PROBLEM TO WORK ON: Each line in the entries below that holds the string "InvalidPartitionCount" must be copied.

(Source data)
· · · · · · ·

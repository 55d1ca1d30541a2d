//! Error types for enjambre-core.
//!
//! Two layers of failure exist and are kept apart deliberately:
//! configuration and aggregate errors are [`ExecutorError`] values returned
//! from the executor itself, while the errors individual tasks produce are
//! captured type-erased as [`TaskError`] and retrieved separately via
//! [`Executor::errors`](crate::Executor::errors).

use std::sync::Arc;

/// Result type alias for executor operations.
pub type Result<T> = std::result::Result<T, ExecutorError>;

/// Type-erased error produced by a single task.
///
/// Stored behind an `Arc` so snapshots of the error collection can be
/// handed out while a run is still in flight.
pub type TaskError = Arc<dyn std::error::Error + Send + Sync + 'static>;

/// Errors reported by the executor itself.
///
/// Task-level failures never appear here directly; they are aggregated into
/// [`ExecutorError::TasksFailed`], which carries only counts. The individual
/// errors are available from [`Executor::errors`](crate::Executor::errors).
#[derive(Debug, thiserror::Error)]
pub enum ExecutorError {
    /// Partition count must be at least one.
    #[error("invalid partition count: {0}")]
    InvalidPartitionCount(usize),

    /// One or more tasks failed during a run.
    #[error("{failed} of {total} tasks failed")]
    TasksFailed {
        /// Number of tasks that returned an error.
        failed: usize,
        /// Number of tasks submitted to the run.
        total: usize,
    },

    /// Configuration error.
    #[error("configuration error: {0}")]
    Config(String),

    /// Internal error (should not occur in production).
    #[error("internal error: {0}")]
    Internal(String),
}

impl ExecutorError {
    /// Creates a configuration error.
    #[must_use]
    pub fn config(msg: impl Into<String>) -> Self {
        Self::Config(msg.into())
    }

    /// Creates an internal error.
    #[must_use]
    pub fn internal(msg: impl Into<String>) -> Self {
        Self::Internal(msg.into())
    }

    /// Returns true if this error reports failed tasks rather than a
    /// misuse of the executor.
    #[must_use]
    pub const fn is_task_failure(&self) -> bool {
        matches!(self, Self::TasksFailed { .. })
    }

    /// Returns the number of failed tasks, if this is an aggregate error.
    #[must_use]
    pub const fn failed_count(&self) -> Option<usize> {
        match self {
            Self::TasksFailed { failed, .. } => Some(*failed),
            _ => None,
        }
    }
}

#[cfg(test)]
mod tests {
    use super::*;

    #[test]
    fn test_invalid_partition_count_display() {
        let err = ExecutorError::InvalidPartitionCount(0);
        assert_eq!(err.to_string(), "invalid partition count: 0");
    }

    #[test]
    fn test_tasks_failed_display() {
        let err = ExecutorError::TasksFailed {
            failed: 3,
            total: 10,
        };
        assert_eq!(err.to_string(), "3 of 10 tasks failed");
    }

    #[test]
    fn test_config_error() {
        let err = ExecutorError::config("concurrency cannot be zero");
        assert!(err.to_string().contains("configuration error"));
        assert!(!err.is_task_failure());
    }

    #[test]
    fn test_task_failure_predicate() {
        let err = ExecutorError::TasksFailed {
            failed: 1,
            total: 4,
        };
        assert!(err.is_task_failure());
        assert_eq!(err.failed_count(), Some(1));
        assert_eq!(ExecutorError::internal("boom").failed_count(), None);
    }
}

· · · · · · ·

RESPONSE TO THIS EXERCISE:
    InvalidPartitionCount(usize),
        let err = ExecutorError::InvalidPartitionCount(0);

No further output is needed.